Instructions for the task:
Once the line with "#[arg(short, long, value_enum, default_value_t" is found in the entries below, print it and each following line exactly, stopping after the line with "native symbol tables"; print nothing else.

═════ Supplied data

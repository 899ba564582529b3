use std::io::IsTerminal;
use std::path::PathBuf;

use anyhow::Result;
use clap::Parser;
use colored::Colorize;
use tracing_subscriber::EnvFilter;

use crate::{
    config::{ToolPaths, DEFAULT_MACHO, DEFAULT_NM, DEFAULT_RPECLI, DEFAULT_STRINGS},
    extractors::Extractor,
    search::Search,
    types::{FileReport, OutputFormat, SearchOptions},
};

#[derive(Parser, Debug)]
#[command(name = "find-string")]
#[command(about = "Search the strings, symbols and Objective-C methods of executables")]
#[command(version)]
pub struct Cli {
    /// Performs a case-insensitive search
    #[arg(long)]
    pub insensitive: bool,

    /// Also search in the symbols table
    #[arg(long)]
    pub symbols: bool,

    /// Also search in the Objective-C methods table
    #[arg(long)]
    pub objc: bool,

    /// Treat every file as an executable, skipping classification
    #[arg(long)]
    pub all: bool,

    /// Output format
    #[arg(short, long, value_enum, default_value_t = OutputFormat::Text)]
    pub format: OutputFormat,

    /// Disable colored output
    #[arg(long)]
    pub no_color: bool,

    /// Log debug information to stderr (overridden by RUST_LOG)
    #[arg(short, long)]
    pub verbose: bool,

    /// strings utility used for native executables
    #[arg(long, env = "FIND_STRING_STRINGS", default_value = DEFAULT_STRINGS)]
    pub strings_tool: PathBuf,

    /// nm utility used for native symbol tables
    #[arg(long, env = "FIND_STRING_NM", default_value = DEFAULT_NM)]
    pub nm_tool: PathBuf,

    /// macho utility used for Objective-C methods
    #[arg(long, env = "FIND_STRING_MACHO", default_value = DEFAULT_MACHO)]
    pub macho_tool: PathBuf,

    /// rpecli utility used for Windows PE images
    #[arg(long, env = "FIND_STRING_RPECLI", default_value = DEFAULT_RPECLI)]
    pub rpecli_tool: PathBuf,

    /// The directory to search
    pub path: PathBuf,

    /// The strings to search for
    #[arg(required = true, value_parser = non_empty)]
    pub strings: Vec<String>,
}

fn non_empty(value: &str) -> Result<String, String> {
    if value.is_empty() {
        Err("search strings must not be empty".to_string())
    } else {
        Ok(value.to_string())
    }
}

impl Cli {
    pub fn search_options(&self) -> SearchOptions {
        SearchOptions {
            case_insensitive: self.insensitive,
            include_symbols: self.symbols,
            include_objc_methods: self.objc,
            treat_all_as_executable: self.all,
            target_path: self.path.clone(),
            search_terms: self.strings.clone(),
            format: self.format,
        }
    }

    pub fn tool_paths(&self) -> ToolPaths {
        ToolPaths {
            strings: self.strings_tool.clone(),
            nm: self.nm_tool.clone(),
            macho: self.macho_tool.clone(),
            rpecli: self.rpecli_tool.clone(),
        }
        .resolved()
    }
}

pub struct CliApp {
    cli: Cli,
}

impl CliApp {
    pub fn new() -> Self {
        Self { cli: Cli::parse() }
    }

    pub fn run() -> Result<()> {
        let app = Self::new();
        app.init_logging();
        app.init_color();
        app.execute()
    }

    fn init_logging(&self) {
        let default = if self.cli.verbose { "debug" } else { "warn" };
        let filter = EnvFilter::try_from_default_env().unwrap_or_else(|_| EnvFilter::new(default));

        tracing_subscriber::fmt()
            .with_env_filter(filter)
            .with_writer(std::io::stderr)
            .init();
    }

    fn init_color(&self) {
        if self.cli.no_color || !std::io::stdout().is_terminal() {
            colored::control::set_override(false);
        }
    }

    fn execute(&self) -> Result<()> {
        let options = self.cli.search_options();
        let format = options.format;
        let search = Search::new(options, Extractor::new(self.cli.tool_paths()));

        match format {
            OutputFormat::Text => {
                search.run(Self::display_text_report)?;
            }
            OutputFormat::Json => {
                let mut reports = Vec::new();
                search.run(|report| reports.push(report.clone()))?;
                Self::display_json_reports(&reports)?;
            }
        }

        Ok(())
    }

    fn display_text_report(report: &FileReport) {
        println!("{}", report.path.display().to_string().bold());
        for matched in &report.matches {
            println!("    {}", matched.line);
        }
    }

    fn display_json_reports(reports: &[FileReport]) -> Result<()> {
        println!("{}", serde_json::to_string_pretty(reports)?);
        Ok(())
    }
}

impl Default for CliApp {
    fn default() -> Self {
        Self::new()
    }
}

══════════
═════ Supplied data

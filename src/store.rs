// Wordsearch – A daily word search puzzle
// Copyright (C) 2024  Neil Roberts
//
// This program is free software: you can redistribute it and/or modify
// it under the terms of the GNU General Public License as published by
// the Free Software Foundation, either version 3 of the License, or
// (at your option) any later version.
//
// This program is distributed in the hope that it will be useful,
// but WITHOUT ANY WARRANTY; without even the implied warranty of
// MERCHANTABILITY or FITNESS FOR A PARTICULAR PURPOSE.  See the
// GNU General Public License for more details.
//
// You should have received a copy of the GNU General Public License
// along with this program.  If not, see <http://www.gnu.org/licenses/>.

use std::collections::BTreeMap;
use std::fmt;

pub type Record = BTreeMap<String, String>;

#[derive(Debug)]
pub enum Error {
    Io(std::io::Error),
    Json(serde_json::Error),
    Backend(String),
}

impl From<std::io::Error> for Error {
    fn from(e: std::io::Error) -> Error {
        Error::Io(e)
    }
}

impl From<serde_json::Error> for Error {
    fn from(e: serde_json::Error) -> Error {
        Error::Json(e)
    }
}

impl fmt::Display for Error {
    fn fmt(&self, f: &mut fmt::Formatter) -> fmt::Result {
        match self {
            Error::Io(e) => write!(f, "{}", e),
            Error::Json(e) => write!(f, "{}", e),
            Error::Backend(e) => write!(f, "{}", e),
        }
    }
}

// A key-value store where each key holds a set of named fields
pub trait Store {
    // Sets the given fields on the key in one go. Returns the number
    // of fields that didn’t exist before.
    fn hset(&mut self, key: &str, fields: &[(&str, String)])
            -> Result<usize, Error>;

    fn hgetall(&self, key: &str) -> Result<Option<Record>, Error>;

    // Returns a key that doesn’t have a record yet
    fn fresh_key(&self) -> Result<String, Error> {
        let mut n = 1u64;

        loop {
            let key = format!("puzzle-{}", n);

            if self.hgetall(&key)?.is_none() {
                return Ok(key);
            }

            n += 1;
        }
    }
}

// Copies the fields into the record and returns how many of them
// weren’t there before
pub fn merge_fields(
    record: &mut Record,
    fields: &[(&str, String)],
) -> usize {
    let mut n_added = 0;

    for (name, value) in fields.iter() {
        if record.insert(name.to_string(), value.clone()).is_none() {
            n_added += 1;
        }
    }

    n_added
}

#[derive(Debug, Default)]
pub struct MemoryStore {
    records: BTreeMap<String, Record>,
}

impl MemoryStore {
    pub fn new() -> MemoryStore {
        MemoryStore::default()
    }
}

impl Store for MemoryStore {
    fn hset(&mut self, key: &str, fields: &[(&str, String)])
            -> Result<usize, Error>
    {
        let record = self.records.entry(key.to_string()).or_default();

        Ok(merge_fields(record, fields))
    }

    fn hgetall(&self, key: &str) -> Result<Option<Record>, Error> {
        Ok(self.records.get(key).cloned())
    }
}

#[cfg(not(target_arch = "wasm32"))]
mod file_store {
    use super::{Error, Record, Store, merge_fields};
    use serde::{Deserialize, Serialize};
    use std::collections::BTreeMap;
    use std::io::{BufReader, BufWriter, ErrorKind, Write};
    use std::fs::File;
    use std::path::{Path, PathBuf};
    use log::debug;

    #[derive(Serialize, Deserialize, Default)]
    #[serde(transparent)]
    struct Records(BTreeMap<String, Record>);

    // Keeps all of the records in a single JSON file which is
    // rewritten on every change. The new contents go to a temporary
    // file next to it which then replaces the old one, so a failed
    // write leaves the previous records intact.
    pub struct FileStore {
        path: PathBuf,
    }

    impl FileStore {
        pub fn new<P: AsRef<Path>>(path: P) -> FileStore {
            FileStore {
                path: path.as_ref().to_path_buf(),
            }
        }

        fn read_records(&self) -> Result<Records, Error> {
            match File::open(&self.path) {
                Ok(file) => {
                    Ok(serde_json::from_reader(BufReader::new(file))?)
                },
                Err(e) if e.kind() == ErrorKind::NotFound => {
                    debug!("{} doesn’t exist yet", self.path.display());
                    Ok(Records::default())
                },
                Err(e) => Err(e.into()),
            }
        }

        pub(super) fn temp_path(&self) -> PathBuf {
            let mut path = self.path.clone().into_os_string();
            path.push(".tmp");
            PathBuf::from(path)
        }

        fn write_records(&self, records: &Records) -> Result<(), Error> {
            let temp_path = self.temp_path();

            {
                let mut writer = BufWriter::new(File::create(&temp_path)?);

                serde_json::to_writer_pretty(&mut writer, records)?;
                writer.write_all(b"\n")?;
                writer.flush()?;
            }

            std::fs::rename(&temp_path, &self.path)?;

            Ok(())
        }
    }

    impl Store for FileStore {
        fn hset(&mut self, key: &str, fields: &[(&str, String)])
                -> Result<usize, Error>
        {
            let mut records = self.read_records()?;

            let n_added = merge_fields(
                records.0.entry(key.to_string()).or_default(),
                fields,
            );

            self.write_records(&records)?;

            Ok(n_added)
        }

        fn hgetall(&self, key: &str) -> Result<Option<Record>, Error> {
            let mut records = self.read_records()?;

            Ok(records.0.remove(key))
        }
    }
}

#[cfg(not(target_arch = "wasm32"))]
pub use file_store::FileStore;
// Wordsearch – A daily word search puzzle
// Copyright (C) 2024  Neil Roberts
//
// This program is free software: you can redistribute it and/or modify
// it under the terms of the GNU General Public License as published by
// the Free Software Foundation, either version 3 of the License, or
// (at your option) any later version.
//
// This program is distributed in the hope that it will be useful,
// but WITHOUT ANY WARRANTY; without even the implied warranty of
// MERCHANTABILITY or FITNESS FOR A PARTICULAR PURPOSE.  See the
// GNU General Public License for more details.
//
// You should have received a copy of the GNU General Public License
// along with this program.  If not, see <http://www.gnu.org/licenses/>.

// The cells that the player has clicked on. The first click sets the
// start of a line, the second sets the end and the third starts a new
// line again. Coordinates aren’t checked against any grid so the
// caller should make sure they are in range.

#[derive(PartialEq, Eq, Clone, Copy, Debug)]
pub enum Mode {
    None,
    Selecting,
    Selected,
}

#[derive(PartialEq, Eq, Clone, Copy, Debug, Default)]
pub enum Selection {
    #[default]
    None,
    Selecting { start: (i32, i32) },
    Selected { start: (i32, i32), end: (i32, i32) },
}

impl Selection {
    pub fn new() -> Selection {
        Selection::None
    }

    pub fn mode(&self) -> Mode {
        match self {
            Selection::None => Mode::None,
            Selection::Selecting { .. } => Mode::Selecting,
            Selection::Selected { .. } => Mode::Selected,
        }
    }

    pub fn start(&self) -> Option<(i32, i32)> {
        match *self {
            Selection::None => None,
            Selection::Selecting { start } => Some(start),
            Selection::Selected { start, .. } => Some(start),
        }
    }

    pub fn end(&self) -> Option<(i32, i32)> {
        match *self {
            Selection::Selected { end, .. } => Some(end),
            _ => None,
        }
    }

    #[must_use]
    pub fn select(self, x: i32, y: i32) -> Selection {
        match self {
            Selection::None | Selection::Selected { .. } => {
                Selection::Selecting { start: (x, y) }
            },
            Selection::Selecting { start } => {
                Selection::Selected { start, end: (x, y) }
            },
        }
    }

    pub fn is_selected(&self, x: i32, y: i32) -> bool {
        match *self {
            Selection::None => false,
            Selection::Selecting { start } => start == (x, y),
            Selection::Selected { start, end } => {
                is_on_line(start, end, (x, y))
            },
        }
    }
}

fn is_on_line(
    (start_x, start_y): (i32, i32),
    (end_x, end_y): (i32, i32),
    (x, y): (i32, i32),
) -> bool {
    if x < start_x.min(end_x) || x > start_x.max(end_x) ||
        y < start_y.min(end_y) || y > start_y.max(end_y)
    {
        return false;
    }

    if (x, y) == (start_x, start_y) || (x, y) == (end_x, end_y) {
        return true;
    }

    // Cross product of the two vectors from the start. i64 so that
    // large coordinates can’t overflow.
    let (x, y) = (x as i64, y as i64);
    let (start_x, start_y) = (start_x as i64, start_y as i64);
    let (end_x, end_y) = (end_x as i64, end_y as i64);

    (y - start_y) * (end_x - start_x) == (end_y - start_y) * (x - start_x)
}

══════════

Answer section:
    #[arg(short, long, value_enum, default_value_t = OutputFormat::Text)]
    pub format: OutputFormat,

    /// Disable colored output
    #[arg(long)]
    pub no_color: bool,

    /// Log debug information to stderr (overridden by RUST_LOG)
    #[arg(short, long)]
    pub verbose: bool,

    /// strings utility used for native executables
    #[arg(long, env = "FIND_STRING_STRINGS", default_value = DEFAULT_STRINGS)]
    pub strings_tool: PathBuf,

    /// nm utility used for native symbol tables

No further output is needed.